• REQUIRED ACTION:
Transcribe the data that follows. Match it character for character.

• DATA FOR THIS TASK:

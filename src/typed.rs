use crate::constants::TYPED_ROLE_ID;
use crate::dom;
use fx_core::{FxParams, Typewriter};
use std::cell::RefCell;
use std::rc::Rc;
use web_sys as web;

fn run_step(typewriter: Rc<RefCell<Typewriter>>, el: web::Element) {
    let step = typewriter.borrow_mut().step();
    el.set_text_content(Some(&step.text));
    let delay = step.delay_ms as i32;
    if let Err(e) = dom::set_timeout(delay, move || run_step(typewriter, el)) {
        log::warn!("[typed] stopped: {:?}", e);
    }
}

/// Start the endless role rotation in `#typedRole`.
pub fn start(document: &web::Document, params: &FxParams) -> anyhow::Result<()> {
    let Some(el) = document.get_element_by_id(TYPED_ROLE_ID) else {
        log::debug!("[typed] no #{}; disabled", TYPED_ROLE_ID);
        return Ok(());
    };
    let typewriter = Typewriter::new(params.roles.iter().cloned())?;
    run_step(Rc::new(RefCell::new(typewriter)), el);
    Ok(())
}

• WRITTEN SOLUTION:
filename src/typed.rs
use crate::constants::TYPED_ROLE_ID;
use crate::dom;
use fx_core::{FxParams, Typewriter};
use std::cell::RefCell;
use std::rc::Rc;
use web_sys as web;

fn run_step(typewriter: Rc<RefCell<Typewriter>>, el: web::Element) {
    let step = typewriter.borrow_mut().step();
    el.set_text_content(Some(&step.text));
    let delay = step.delay_ms as i32;
    if let Err(e) = dom::set_timeout(delay, move || run_step(typewriter, el)) {
        log::warn!("[typed] stopped: {:?}", e);
    }
}

/// Start the endless role rotation in `#typedRole`.
pub fn start(document: &web::Document, params: &FxParams) -> anyhow::Result<()> {
    let Some(el) = document.get_element_by_id(TYPED_ROLE_ID) else {
        log::debug!("[typed] no #{}; disabled", TYPED_ROLE_ID);
        return Ok(());
    };
    let typewriter = Typewriter::new(params.roles.iter().cloned())?;
    run_step(Rc::new(RefCell::new(typewriter)), el);
    Ok(())
}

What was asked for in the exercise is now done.